use std::fmt;

use serde::{Deserialize, Serialize};

/// Federal filing status: the closed set of five recognized values.
///
/// Every rate-table lookup is keyed by this tag; there is no dispatch beyond
/// plain data selection.
#[derive(Debug, Clone, Copy, PartialEq, Eq, Hash, Serialize, Deserialize)]
pub enum FilingStatus {
    Single,
    MarriedFilingJointly,
    MarriedFilingSeparately,
    HeadOfHousehold,
    QualifyingSurvivingSpouse,
}

impl FilingStatus {
    /// All five statuses, in canonical order.
    pub const ALL: [FilingStatus; 5] = [
        Self::Single,
        Self::MarriedFilingJointly,
        Self::MarriedFilingSeparately,
        Self::HeadOfHousehold,
        Self::QualifyingSurvivingSpouse,
    ];

    pub fn as_str(&self) -> &'static str {
        match self {
            Self::Single => "S",
            Self::MarriedFilingJointly => "MFJ",
            Self::MarriedFilingSeparately => "MFS",
            Self::HeadOfHousehold => "HOH",
            Self::QualifyingSurvivingSpouse => "QSS",
        }
    }

    pub fn parse(s: &str) -> Option<Self> {
        match s {
            "S" => Some(Self::Single),
            "MFJ" => Some(Self::MarriedFilingJointly),
            "MFS" => Some(Self::MarriedFilingSeparately),
            "HOH" => Some(Self::HeadOfHousehold),
            "QSS" => Some(Self::QualifyingSurvivingSpouse),
            _ => None,
        }
    }
}

impl fmt::Display for FilingStatus {
    fn fmt(
        &self,
        f: &mut fmt::Formatter<'_>,
    ) -> fmt::Result {
        f.write_str(self.as_str())
    }
}
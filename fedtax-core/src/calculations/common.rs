//! Common utility functions shared by the stage calculators.

use rust_decimal::Decimal;

/// Rounds a monetary value to exactly two decimal places using half-up rounding.
///
/// This follows standard financial rounding conventions where values at exactly
/// 0.005 are rounded up to 0.01 (away from zero). Rounding is applied at stage
/// boundaries only, never mid-expression, so results stay reproducible.
///
/// # Examples
///
/// ```
/// use rust_decimal_macros::dec;
/// use fedtax_core::calculations::common::round_half_up;
///
/// assert_eq!(round_half_up(dec!(123.454)), dec!(123.45));
/// assert_eq!(round_half_up(dec!(123.455)), dec!(123.46));
/// assert_eq!(round_half_up(dec!(-123.455)), dec!(-123.46)); // Away from zero
/// ```
pub fn round_half_up(value: Decimal) -> Decimal {
    value.round_dp_with_strategy(2, rust_decimal::RoundingStrategy::MidpointAwayFromZero)
}

/// Rounds a rate (effective rate, ratio) to six decimal places, half-up.
///
/// # Examples
///
/// ```
/// use rust_decimal_macros::dec;
/// use fedtax_core::calculations::common::round_rate;
///
/// assert_eq!(round_rate(dec!(0.1568204)), dec!(0.156820));
/// assert_eq!(round_rate(dec!(0.1568205)), dec!(0.156821));
/// ```
pub fn round_rate(value: Decimal) -> Decimal {
    value.round_dp_with_strategy(6, rust_decimal::RoundingStrategy::MidpointAwayFromZero)
}

/// Returns the maximum of two decimal values.
pub fn max(
    a: Decimal,
    b: Decimal,
) -> Decimal {
    if a > b { a } else { b }
}

#[cfg(test)]
mod tests {
    use pretty_assertions::assert_eq;
    use rust_decimal_macros::dec;

    use super::*;

    #[test]
    fn round_half_up_rounds_down_below_midpoint() {
        assert_eq!(round_half_up(dec!(123.454)), dec!(123.45));
    }

    #[test]
    fn round_half_up_rounds_up_at_midpoint() {
        assert_eq!(round_half_up(dec!(123.455)), dec!(123.46));
    }

    #[test]
    fn round_half_up_handles_negative_values() {
        assert_eq!(round_half_up(dec!(-123.455)), dec!(-123.46));
    }

    #[test]
    fn round_half_up_preserves_already_rounded_values() {
        assert_eq!(round_half_up(dec!(123.45)), dec!(123.45));
    }

    #[test]
    fn round_rate_keeps_six_places() {
        assert_eq!(round_rate(dec!(0.123456789)), dec!(0.123457));
    }

    #[test]
    fn round_rate_handles_zero() {
        assert_eq!(round_rate(dec!(0)), dec!(0));
    }

    #[test]
    fn max_returns_larger_value() {
        assert_eq!(max(dec!(100.00), dec!(200.00)), dec!(200.00));
    }

    #[test]
    fn max_handles_negative_and_positive() {
        assert_eq!(max(dec!(-50.00), dec!(50.00)), dec!(50.00));
    }
}
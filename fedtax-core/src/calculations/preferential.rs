//! Preferential-rate stacking for qualified dividends and long-term gains.
//!
//! Preferential income is not taxed from dollar zero: it is stacked directly
//! on top of ordinary taxable income, so ordinary income has already filled
//! the lower breakpoint tiers. For a stacking base `O` and preferential
//! amount `P`, the interval `[O, O+P)` is cut against the 0%/15%/20%
//! breakpoints; each tranche is the overlap with one tier, taxed at that
//! tier's rate.
//!
//! Tranche widths are additive over consecutive segments, so taxing
//! long-term gain stacked on `O` and then qualified dividends stacked on
//! `O + gain` yields exactly the tax of the combined pool stacked once, so
//! the two components can be reported separately without double-taxing the
//! overlap.
//!
//! Edge behavior: a zero (or negative) amount owes nothing, leaving plain
//! bracket tax on the ordinary income; a base already past the top
//! breakpoint puts the entire amount in the 20% tier.
//!
//! # Example
//!
//! ```
//! use rust_decimal_macros::dec;
//! use fedtax_core::calculations::preferential::PreferentialStacker;
//! use fedtax_core::models::FilingStatus;
//! use fedtax_core::rates::year2024;
//!
//! let table = year2024::rate_table();
//! let stacker = PreferentialStacker::new(
//!     table.capital_gains(FilingStatus::MarriedFilingJointly),
//! );
//!
//! // $20,000 long-term gain on top of $80,000 ordinary income (0% tier ends
//! // at $94,050): $14,050 at 0%, $5,950 at 15%.
//! let outcome = stacker.stack(dec!(80000), dec!(20000)).unwrap();
//! assert_eq!(outcome.tax, dec!(892.50));
//! assert_eq!(outcome.tranches.len(), 2);
//! ```

use rust_decimal::Decimal;
use serde::{Deserialize, Serialize};
use thiserror::Error;

use crate::calculations::common::{max, round_half_up};
use crate::rates::CapitalGainsBracket;

/// Errors from the preferential stacker.
#[derive(Debug, Error, PartialEq, Eq)]
pub enum PreferentialStackError {
    /// The breakpoint schedule is empty.
    #[error("no capital gains breakpoints provided")]
    EmptySchedule,

    /// The stacking base was negative; the pipeline never produces this.
    #[error("stacking base must be non-negative, got {0}")]
    NegativeBase(Decimal),
}

/// One tranche of stacked preferential income.
#[derive(Debug, Clone, PartialEq, Eq, Serialize, Deserialize)]
pub struct PreferentialTranche {
    pub rate: Decimal,

    /// Total-income position where this tranche starts.
    pub lower: Decimal,

    /// Breakpoint ceiling of the tier, `None` for the unbounded top tier.
    pub upper: Option<Decimal>,

    pub taxable_in_tranche: Decimal,
    pub tax_in_tranche: Decimal,
}

/// Result of stacking one preferential amount.
#[derive(Debug, Clone, PartialEq, Eq, Serialize, Deserialize)]
pub struct StackedTaxOutcome {
    pub tax: Decimal,
    pub tranches: Vec<PreferentialTranche>,
}

/// Applies 0/15/20% breakpoint rates to income stacked above a base.
#[derive(Debug, Clone)]
pub struct PreferentialStacker<'a> {
    breakpoints: &'a [CapitalGainsBracket],
}

impl<'a> PreferentialStacker<'a> {
    /// Breakpoints must be ascending with the final tier unbounded;
    /// [`crate::rates::RateTable::validate`] enforces this once.
    pub fn new(breakpoints: &'a [CapitalGainsBracket]) -> Self {
        Self { breakpoints }
    }

    /// Taxes `amount` stacked directly above `base`, cutting `[base,
    /// base+amount)` against the breakpoint tiers. Amounts of zero or less
    /// owe nothing.
    pub fn stack(
        &self,
        base: Decimal,
        amount: Decimal,
    ) -> Result<StackedTaxOutcome, PreferentialStackError> {
        if self.breakpoints.is_empty() {
            return Err(PreferentialStackError::EmptySchedule);
        }
        if base < Decimal::ZERO {
            return Err(PreferentialStackError::NegativeBase(base));
        }
        if amount <= Decimal::ZERO {
            return Ok(StackedTaxOutcome {
                tax: Decimal::ZERO,
                tranches: Vec::new(),
            });
        }

        let mut tranches = Vec::new();
        let mut total_tax = Decimal::ZERO;
        let mut remaining = amount;
        // Cursor tracking how much total income has been placed so far.
        let mut placed = base;

        for tier in self.breakpoints {
            if remaining <= Decimal::ZERO {
                break;
            }

            let room = match tier.upper {
                Some(upper) => max(upper - placed, Decimal::ZERO),
                None => remaining,
            };
            if room <= Decimal::ZERO {
                // The base already fills this tier.
                if let Some(upper) = tier.upper {
                    placed = max(placed, upper);
                }
                continue;
            }

            let taxable_in_tranche = remaining.min(room);
            let tax_in_tranche = round_half_up(taxable_in_tranche * tier.rate);

            tranches.push(PreferentialTranche {
                rate: tier.rate,
                lower: placed,
                upper: tier.upper,
                taxable_in_tranche,
                tax_in_tranche,
            });

            total_tax += tax_in_tranche;
            remaining -= taxable_in_tranche;
            placed += taxable_in_tranche;
        }

        Ok(StackedTaxOutcome {
            tax: round_half_up(total_tax),
            tranches,
        })
    }
}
◆ ◆ ◆ ◆ ◆
* WHAT IS NEEDED *
Where the string "directly" shows up in the listing above, copy the line that holds it.

* TASK ANSWER *
//! Preferential income is not taxed from dollar zero: it is stacked directly
    /// Taxes `amount` stacked directly above `base`, cutting `[base,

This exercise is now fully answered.